Kembali ke cerita di hari ini, di pagi ini, selepas membersihkan toko milik bos muda saya ini, nasih uduk yang sudah saya beli di kantin pak adip, mulai menari-nari genit, menggoda rasa lapar yang sudah mendera, menyiksa system pencernaan. Tanpa ba bi bu, bu, ‘bismillahi min awali wal akhiri’, karena saya sering sekali terlupa mengucap bismillah di awal, alhamdulillahnya islam memudahkan, jadilah doa di atas selalu saya baca setiap kali saya terlupa.
‘nyam, nyam, nyam’, nasi uduk dengan telur mata sapi, bawang goreng, plus bakwan, plus sambal merah laksana mawar yang merekah, lambat laun, mereka penjadi pengobat rasa lapar, saya tersenyum-senyum penuh kemenangan, kesenangan.
Lama, hari semakin siang, nasi uduk itu tidak dapat serta merta saya habiskan. Entahlah, sejak beberapa bulan yang lalu, saya kehilangan rasa pada makanan khas Indonesia ‘nasi’, jadilah satu porsi dirasa begitu berat untuk dicerna, wal hasil, semakin lama, tubuh saya semakin bertambah kecil saja, berat tubuh saya di bawah standar, tinggi 160 beratnya hanya berkisar antara 45 sampai 48 Kg. Tapi, saya bukan kecil yang ringkih, untuk mensiasatinya saya konsumsi sayur mayur yang jumlahnya melebihi porsi nasi yang saya makan dan ‘taraaaaaaaa’ jadilah saya Alhamdulillah manusia kecil yang sehat wal afiat.
Baiklah, kembali ke cerita di pagi hari ini, tentang mengapa saya tidak ingin membuang.
Sebenarnya, saya sudah merasakan gejala-gejala yang tidak mengenakkan sejak tadi malam, tapi hmmmh, saya anggap angin lalu, tidak saya gubris gejala alam itu, rasa itu.
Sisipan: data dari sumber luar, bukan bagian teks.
//! Durable document stores.
//!
//! The store is the source of truth. Stores must give "first match"
//! results in a stable order and apply find-and-delete atomically.

pub mod memory;
#[cfg(feature = "postgres")]
pub mod postgres;
pub mod traits;

pub use memory::InMemoryDocumentStore;
#[cfg(feature = "postgres")]
pub use postgres::{PostgresDocumentStore, PostgresStoreConfig};
pub use traits::{
    DocumentFilter, DocumentStore, ElementMatch, IndexKind, IndexSpec, FEATURES_FIELD,
};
Sampai pagi ini, firasat tidak menyenangkan itu datang lagi, rasa yang bergejolak semakin lama semakin tidak dapat saya tahan.
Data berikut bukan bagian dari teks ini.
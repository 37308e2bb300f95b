//! Process-local cache backend.
//!
//! Expiry uses `tokio::time::Instant`, so tests running on a paused clock can
//! advance past a ttl without sleeping.

use std::collections::HashMap;
use std::sync::RwLock;
use std::time::Duration;

use async_trait::async_trait;
use navmap_core::{CacheError, CacheResult};
use tokio::time::Instant;

use super::keys::CacheKey;
use super::traits::{check_ttl, BatchOutcome, CacheBackend, CacheBatch, CacheOp};

#[derive(Debug, Clone)]
struct Entry {
    value: Vec<u8>,
    expires_at: Instant,
}

impl Entry {
    fn is_live(&self, now: Instant) -> bool {
        now < self.expires_at
    }
}

/// In-memory cache with per-key expiry.
#[derive(Debug, Default)]
pub struct InMemoryCache {
    entries: RwLock<HashMap<String, Entry>>,
}

impl InMemoryCache {
    pub fn new() -> Self {
        Self::default()
    }

    /// Number of stored entries, expired ones included until purged.
    pub fn len(&self) -> usize {
        self.entries.read().map(|e| e.len()).unwrap_or(0)
    }

    pub fn is_empty(&self) -> bool {
        self.len() == 0
    }

    /// Whether a live entry exists for `key`.
    pub fn contains(&self, key: &CacheKey) -> bool {
        let now = Instant::now();
        self.entries
            .read()
            .map(|e| e.get(key.as_str()).is_some_and(|entry| entry.is_live(now)))
            .unwrap_or(false)
    }

    /// Drop every expired entry. Returns how many were removed.
    pub fn purge_expired(&self) -> CacheResult<usize> {
        let now = Instant::now();
        let mut entries = self.entries.write().map_err(|_| CacheError::LockPoisoned)?;
        let before = entries.len();
        entries.retain(|_, entry| entry.is_live(now));
        Ok(before - entries.len())
    }

    fn apply(entries: &mut HashMap<String, Entry>, op: CacheOp, now: Instant) -> CacheResult<()> {
        match op {
            CacheOp::Set { key, value, ttl } => {
                check_ttl(ttl)?;
                entries.insert(
                    key.as_str().to_string(),
                    Entry {
                        value,
                        expires_at: now + ttl,
                    },
                );
            }
            CacheOp::Delete { key } => {
                entries.remove(key.as_str());
            }
        }
        Ok(())
    }
}

#[async_trait]
impl CacheBackend for InMemoryCache {
    async fn get(&self, key: &CacheKey) -> CacheResult<Option<Vec<u8>>> {
        let now = Instant::now();
        let expired = {
            let entries = self.entries.read().map_err(|_| CacheError::LockPoisoned)?;
            match entries.get(key.as_str()) {
                Some(entry) if entry.is_live(now) => return Ok(Some(entry.value.clone())),
                Some(_) => true,
                None => false,
            }
        };

        if expired {
            let mut entries = self.entries.write().map_err(|_| CacheError::LockPoisoned)?;
            // Re-check: a concurrent set may have refreshed the key.
            if entries
                .get(key.as_str())
                .is_some_and(|entry| !entry.is_live(now))
            {
                entries.remove(key.as_str());
            }
        }
        Ok(None)
    }

    async fn set(&self, key: &CacheKey, value: Vec<u8>, ttl: Duration) -> CacheResult<()> {
        let mut entries = self.entries.write().map_err(|_| CacheError::LockPoisoned)?;
        Self::apply(
            &mut entries,
            CacheOp::Set {
                key: key.clone(),
                value,
                ttl,
            },
            Instant::now(),
        )
    }

    async fn delete(&self, key: &CacheKey) -> CacheResult<()> {
        let mut entries = self.entries.write().map_err(|_| CacheError::LockPoisoned)?;
        entries.remove(key.as_str());
        Ok(())
    }

    async fn execute(&self, batch: CacheBatch) -> CacheResult<BatchOutcome> {
        let now = Instant::now();
        let mut entries = self.entries.write().map_err(|_| CacheError::LockPoisoned)?;
        let mut outcome = BatchOutcome::default();
        for op in batch.into_ops() {
            let key = op.key().clone();
            match Self::apply(&mut entries, op, now) {
                Ok(()) => outcome.applied += 1,
                Err(e) => outcome.failures.push((key, e)),
            }
        }
        Ok(outcome)
    }
}

#[cfg(test)]
mod tests {
    use super::*;
    use navmap_core::{BeaconId, MapId};

    fn key() -> CacheKey {
        CacheKey::primary(&MapId::now_v7())
    }

    #[tokio::test]
    async fn test_set_get_delete() {
        let cache = InMemoryCache::new();
        let key = key();

        assert_eq!(cache.get(&key).await.unwrap(), None);
        cache
            .set(&key, b"value".to_vec(), Duration::from_secs(60))
            .await
            .unwrap();
        assert_eq!(cache.get(&key).await.unwrap(), Some(b"value".to_vec()));

        cache.delete(&key).await.unwrap();
        assert_eq!(cache.get(&key).await.unwrap(), None);
        // Deleting again is fine.
        cache.delete(&key).await.unwrap();
    }

    #[tokio::test(start_paused = true)]
    async fn test_entry_expires_after_ttl() {
        let cache = InMemoryCache::new();
        let key = key();
        cache
            .set(&key, b"value".to_vec(), Duration::from_secs(1))
            .await
            .unwrap();

        tokio::time::advance(Duration::from_millis(500)).await;
        assert!(cache.contains(&key));

        tokio::time::advance(Duration::from_millis(1500)).await;
        assert_eq!(cache.get(&key).await.unwrap(), None);
        assert!(cache.is_empty(), "expired entry is removed on read");
    }

    #[tokio::test(start_paused = true)]
    async fn test_purge_expired_keeps_live_entries() {
        let cache = InMemoryCache::new();
        let short = key();
        let long = key();
        cache
            .set(&short, b"s".to_vec(), Duration::from_secs(1))
            .await
            .unwrap();
        cache
            .set(&long, b"l".to_vec(), Duration::from_secs(10))
            .await
            .unwrap();

        tokio::time::advance(Duration::from_secs(2)).await;
        assert_eq!(cache.purge_expired().unwrap(), 1);
        assert!(cache.contains(&long));
        assert_eq!(cache.len(), 1);
    }

    #[tokio::test]
    async fn test_zero_ttl_rejected() {
        let cache = InMemoryCache::new();
        let err = cache
            .set(&key(), b"v".to_vec(), Duration::ZERO)
            .await
            .expect_err("zero ttl");
        assert!(matches!(err, CacheError::Backend { .. }));
    }

    #[tokio::test]
    async fn test_execute_mixes_sets_and_deletes() {
        let cache = InMemoryCache::new();
        let primary = key();
        let beacon = CacheKey::beacon(&BeaconId::new("b-1"));
        cache
            .set(&beacon, b"old".to_vec(), Duration::from_secs(60))
            .await
            .unwrap();

        let mut batch = CacheBatch::new();
        batch
            .set(primary.clone(), b"doc".to_vec(), Duration::from_secs(60))
            .delete(beacon.clone())
            .set(key(), b"never".to_vec(), Duration::ZERO);

        let outcome = cache.execute(batch).await.unwrap();
        assert_eq!(outcome.applied, 2);
        assert_eq!(outcome.failures.len(), 1);
        assert!(cache.contains(&primary));
        assert!(!cache.contains(&beacon));
    }
}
Jadilah, sisa nasi uduk yang sudah habis telur dan bawang gorengnya itu, saya masukkan ke dalam Tupperware yang saya bawa. Dalam tergesa-gesa, rasa itu terus mendera, diikuti sesuatu yang bergejolak meminta untuk segera terpenuhi hasratnya. Kaos kaki saya serta merta saya lucuti begitu saja, manset putih itu saya lempar begitu saja, dan bismillah Allahumma inni a’udzubika minal khubutsi wal khobaits, saya masuk, dan selesai.
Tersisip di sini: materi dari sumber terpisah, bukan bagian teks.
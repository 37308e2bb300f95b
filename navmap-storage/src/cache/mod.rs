//! Cache layer: typed keys, the backend trait and its implementations.
//!
//! The cache is an accelerator only. Every backend may fail at any time and
//! the repository in front of it must still return correct documents, so
//! backends report errors plainly and leave containment to the caller.
//!
//! Backends:
//! - [`InMemoryCache`]: process-local, driven by the tokio clock
//! - [`LmdbCache`]: persistent single-node cache on LMDB
//! - `RedisCache`: shared cache, behind the `redis` feature

pub mod keys;
pub mod lmdb_backend;
pub mod memory;
#[cfg(feature = "redis")]
pub mod redis_backend;
pub mod traits;

pub use keys::{CacheKey, KeyKind};
pub use lmdb_backend::{LmdbCache, LmdbCacheConfig, LmdbCacheError};
pub use memory::InMemoryCache;
#[cfg(feature = "redis")]
pub use redis_backend::{RedisCache, RedisCacheConfig};
pub use traits::{BatchOutcome, CacheBackend, CacheBatch, CacheOp};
Meraih gayung kemudian ‘byur…byur….’,
Hah, masya Allah, WC nya mampat, haduh bagaimana ini, memang sie, beberapa waktu yang lalu, bos sudah pernah berpesan, kalau WC toko ini mampat, tapi, mau bagaimana lagi, sebenarnya saya sudah sekuat tenaga mengupayakan untuk membuangnya di asrama saya saja ketimbang membuangnya di toko kepunyaan bos saya, tapi pucuk di cinta ulam tiba, pada saat saya mau beranjak pergi, bergegas keluar dari toko ini, kunci toko tidak juga saya temukan, beginilah kalau punya penyakit lupa yang terkadang ‘kumat-kumatan’, wal hasil mau tidak mau, terpaksa saya membuangnya di WC toko bos saya, dan yah begini ini hasilnya, WC nya mampat.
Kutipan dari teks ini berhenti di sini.